COKE'S 'HAPPINESS MACHINE'
The students at St. John's University in Queens, N.Y., drink a lot of Coke. But this past January, feeding a buck into the cafeteria vending machine produced a lot more than a bottle of soda.
In terms of execution, Coke's "Happiness Machine" was textbook guerrilla marketing. Agency Definition 6 installed a specially rigged vending machine over a holiday when nobody was around. The machine's back connected to a storeroom big enough for the people and props necessary for the stunt. Meanwhile, techies set up tiny video cameras around the room to capture the responses. "It looked like an ordinary machine," relates Coke's senior manager of marketing A.J. Brustein. "Nobody suspected anything."

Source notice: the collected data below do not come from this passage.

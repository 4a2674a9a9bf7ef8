//! Negacyclic Number-Theoretic Transform over Z_q[X]/(X^N + 1)
//!
//! The NTT is the finite-field analogue of the DFT: with a primitive N-th
//! root of unity ω in Z_q it turns polynomial multiplication into O(N log N)
//! pointwise multiplication. BFV works in the negacyclic ring (X^N ≡ −1),
//! which the plain cyclic transform does not compute; the standard fix is
//! the ψ-twist:
//!
//! 1. Multiply coefficient i by ψ^i (ψ a primitive 2N-th root, ψ² = ω)
//! 2. Run the cyclic NTT with ω
//! 3. After the inverse transform, multiply coefficient i by N⁻¹·ψ^{-i}
//!
//! A context precomputes all four power tables once per (N, q); every
//! operation afterwards is read-only, so a context can be shared freely
//! across threads.

use crate::error::FheError;
use crate::modmath::{bit_reverse, is_prime_u64, mod_add, mod_inv, mod_mul, mod_pow, mod_sub};

/// NTT context: precomputed data for transforms over a fixed (N, q) pair.
///
/// q must be prime with q ≡ 1 (mod 2N), the existence condition for a
/// primitive 2N-th root of unity, and must fit in 63 bits so sums stay
/// inside u64 before reduction.
#[derive(Clone, Debug)]
pub struct NttContext {
    /// Polynomial degree (power of 2, ≥ 2)
    pub n: usize,

    /// Prime modulus, q ≡ 1 (mod 2n), q < 2^63
    pub q: u64,

    /// Primitive 2n-th root of unity: ψ^(2n) ≡ 1, ψ^n ≡ -1 (mod q)
    pub psi: u64,

    /// ψ^(-1) mod q
    pub psi_inv: u64,

    /// n-th root of unity ω = ψ² used by the cyclic transform core
    pub omega: u64,

    /// ω^(-1) mod q
    pub omega_inv: u64,

    /// n^(-1) mod q, the inverse-transform scaling factor
    pub n_inv: u64,

    /// log₂(n) - number of butterfly stages
    log_n: usize,

    // Twiddle tables, immutable after construction: omega powers drive the
    // cyclic core, psi powers the negacyclic pre/post twist.
    omega_powers: Vec<u64>,
    omega_inv_powers: Vec<u64>,
    psi_powers: Vec<u64>,
    psi_inv_powers: Vec<u64>,
}

impl NttContext {
    /// Create an NTT context for a given ring dimension and prime modulus.
    ///
    /// # Arguments
    /// * `n` - Polynomial degree (power of 2, ≥ 2)
    /// * `q` - Prime modulus with q ≡ 1 (mod 2n), q < 2^63
    ///
    /// # Errors
    /// `InvalidParameter` when n is not a power of two, q is out of range,
    /// q ≢ 1 (mod 2n), or q is composite.
    pub fn new(n: usize, q: u64) -> Result<Self, FheError> {
        if n < 2 || !n.is_power_of_two() {
            return Err(FheError::InvalidParameter(format!(
                "ring dimension must be a power of two >= 2, got {}",
                n
            )));
        }
        if q >> 63 != 0 {
            return Err(FheError::InvalidParameter(format!(
                "modulus must fit in 63 bits, got {}",
                q
            )));
        }
        if (q.wrapping_sub(1)) % (2 * n as u64) != 0 {
            return Err(FheError::InvalidParameter(format!(
                "modulus must satisfy q ≡ 1 (mod 2N): q={}, N={}",
                q, n
            )));
        }
        if !is_prime_u64(q) {
            return Err(FheError::InvalidParameter(format!(
                "modulus must be prime, got {}",
                q
            )));
        }

        let log_n = n.trailing_zeros() as usize;

        let psi = find_primitive_root(n, q).ok_or_else(|| {
            FheError::InvalidParameter(format!(
                "no primitive 2N-th root of unity modulo {} for N={}",
                q, n
            ))
        })?;
        let psi_inv = mod_inv(psi, q);

        let omega = mod_mul(psi, psi, q);
        let omega_inv = mod_inv(omega, q);
        let n_inv = mod_inv(n as u64, q);

        let mut omega_powers = Vec::with_capacity(n);
        let mut omega_inv_powers = Vec::with_capacity(n);
        let mut psi_powers = Vec::with_capacity(n);
        let mut psi_inv_powers = Vec::with_capacity(n);

        let mut curr_omega = 1u64;
        let mut curr_omega_inv = 1u64;
        let mut curr_psi = 1u64;
        let mut curr_psi_inv = 1u64;

        for _ in 0..n {
            omega_powers.push(curr_omega);
            omega_inv_powers.push(curr_omega_inv);
            psi_powers.push(curr_psi);
            psi_inv_powers.push(curr_psi_inv);

            curr_omega = mod_mul(curr_omega, omega, q);
            curr_omega_inv = mod_mul(curr_omega_inv, omega_inv, q);
            curr_psi = mod_mul(curr_psi, psi, q);
            curr_psi_inv = mod_mul(curr_psi_inv, psi_inv, q);
        }

        Ok(Self {
            n,
            q,
            psi,
            psi_inv,
            omega,
            omega_inv,
            n_inv,
            log_n,
            omega_powers,
            omega_inv_powers,
            psi_powers,
            psi_inv_powers,
        })
    }

    #[inline]
    fn check_len(&self, a: &[u64]) -> Result<(), FheError> {
        if a.len() != self.n {
            return Err(FheError::ShapeMismatch {
                expected: self.n,
                got: a.len(),
            });
        }
        Ok(())
    }

    /// In-place iterative Cooley–Tukey over the supplied root table.
    ///
    /// The orientation (forward vs inverse) is determined solely by which
    /// table is passed; `roots[j * (n/m)]` supplies the stage-s twiddles.
    fn ntt_core(&self, a: &mut [u64], roots: &[u64]) {
        let n = self.n;
        let q = self.q;

        // Bit-reverse permutation
        for i in 0..n {
            let j = bit_reverse(i, self.log_n);
            if i < j {
                a.swap(i, j);
            }
        }

        let mut m = 2;
        while m <= n {
            let m2 = m >> 1;
            let root_step = n / m;

            for k in (0..n).step_by(m) {
                for j in 0..m2 {
                    let w = roots[j * root_step];
                    let t = mod_mul(w, a[k + j + m2], q);
                    let u = a[k + j];

                    a[k + j] = mod_add(u, t, q);
                    a[k + j + m2] = mod_sub(u, t, q);
                }
            }
            m <<= 1;
        }
    }

    /// Forward negacyclic transform, in place.
    ///
    /// Applies the ψ-twist, then the cyclic NTT. Coefficients must lie in
    /// [0, q).
    pub fn forward(&self, a: &mut [u64]) -> Result<(), FheError> {
        self.check_len(a)?;

        for i in 0..self.n {
            a[i] = mod_mul(a[i], self.psi_powers[i], self.q);
        }
        self.ntt_core(a, &self.omega_powers);
        Ok(())
    }

    /// Inverse negacyclic transform, in place.
    ///
    /// Runs the cyclic inverse NTT, then removes the twist and the
    /// transform gain in one fused pass: a[i] ← a[i]·n⁻¹·ψ^{-i}.
    pub fn inverse(&self, a: &mut [u64]) -> Result<(), FheError> {
        self.check_len(a)?;

        self.ntt_core(a, &self.omega_inv_powers);
        for i in 0..self.n {
            let scaled = mod_mul(a[i], self.n_inv, self.q);
            a[i] = mod_mul(scaled, self.psi_inv_powers[i], self.q);
        }
        Ok(())
    }

    /// Multiply two polynomials in Z_q[X]/(X^N + 1).
    ///
    /// Transforms copies of both inputs, multiplies pointwise, transforms
    /// back. O(N log N).
    pub fn multiply(&self, a: &[u64], b: &[u64]) -> Result<Vec<u64>, FheError> {
        self.check_len(a)?;
        self.check_len(b)?;

        let mut a_ntt = a.to_vec();
        let mut b_ntt = b.to_vec();

        self.forward(&mut a_ntt)?;
        self.forward(&mut b_ntt)?;

        for i in 0..self.n {
            a_ntt[i] = mod_mul(a_ntt[i], b_ntt[i], self.q);
        }

        self.inverse(&mut a_ntt)?;
        Ok(a_ntt)
    }

    /// Pointwise addition: (a + b) mod q
    pub fn add(&self, a: &[u64], b: &[u64]) -> Result<Vec<u64>, FheError> {
        self.check_len(a)?;
        self.check_len(b)?;
        Ok(a
            .iter()
            .zip(b)
            .map(|(&x, &y)| mod_add(x, y, self.q))
            .collect())
    }

    /// Pointwise subtraction: (a - b) mod q
    pub fn sub(&self, a: &[u64], b: &[u64]) -> Result<Vec<u64>, FheError> {
        self.check_len(a)?;
        self.check_len(b)?;
        Ok(a
            .iter()
            .zip(b)
            .map(|(&x, &y)| mod_sub(x, y, self.q))
            .collect())
    }

    /// Multiply every coefficient by a scalar: (a[i] · s) mod q
    pub fn scalar_mul(&self, a: &[u64], scalar: u64) -> Result<Vec<u64>, FheError> {
        self.check_len(a)?;
        Ok(a.iter().map(|&x| mod_mul(x, scalar, self.q)).collect())
    }
}

/// Find a primitive 2n-th root of unity modulo q.
///
/// Walks generator candidates g = 2, 3, … and tests whether
/// g^((q-1)/(2n)) has exact order 2n (value^(2n) ≡ 1 and value^n ≢ 1).
/// Setup cost only, once per context; for a prime q the walk terminates at
/// a small g in practice, though the worst case is O(q).
fn find_primitive_root(n: usize, q: u64) -> Option<u64> {
    let target_order = 2 * n as u64;
    let exponent = (q - 1) / target_order;

    for g in 2..q {
        let candidate = mod_pow(g, exponent, q);
        if mod_pow(candidate, target_order, q) == 1 && mod_pow(candidate, n as u64, q) != 1 {
            return Some(candidate);
        }
    }
    None
}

Not at first, anyway. Students who fed dollars into the machine initially walked away with ordinary Cokes. But the next bill drops produced more than the kids bargained for, including a bouquet of sunflowers, a doggie balloon and even a piping-hot pepperoni pizza. The response was much as you'd expect: nervous laughter, screams, gaping stares, then a crowd. The Web cams caught it all—then routed the footage onto YouTube. To date, the video has racked up 2.8 million hits.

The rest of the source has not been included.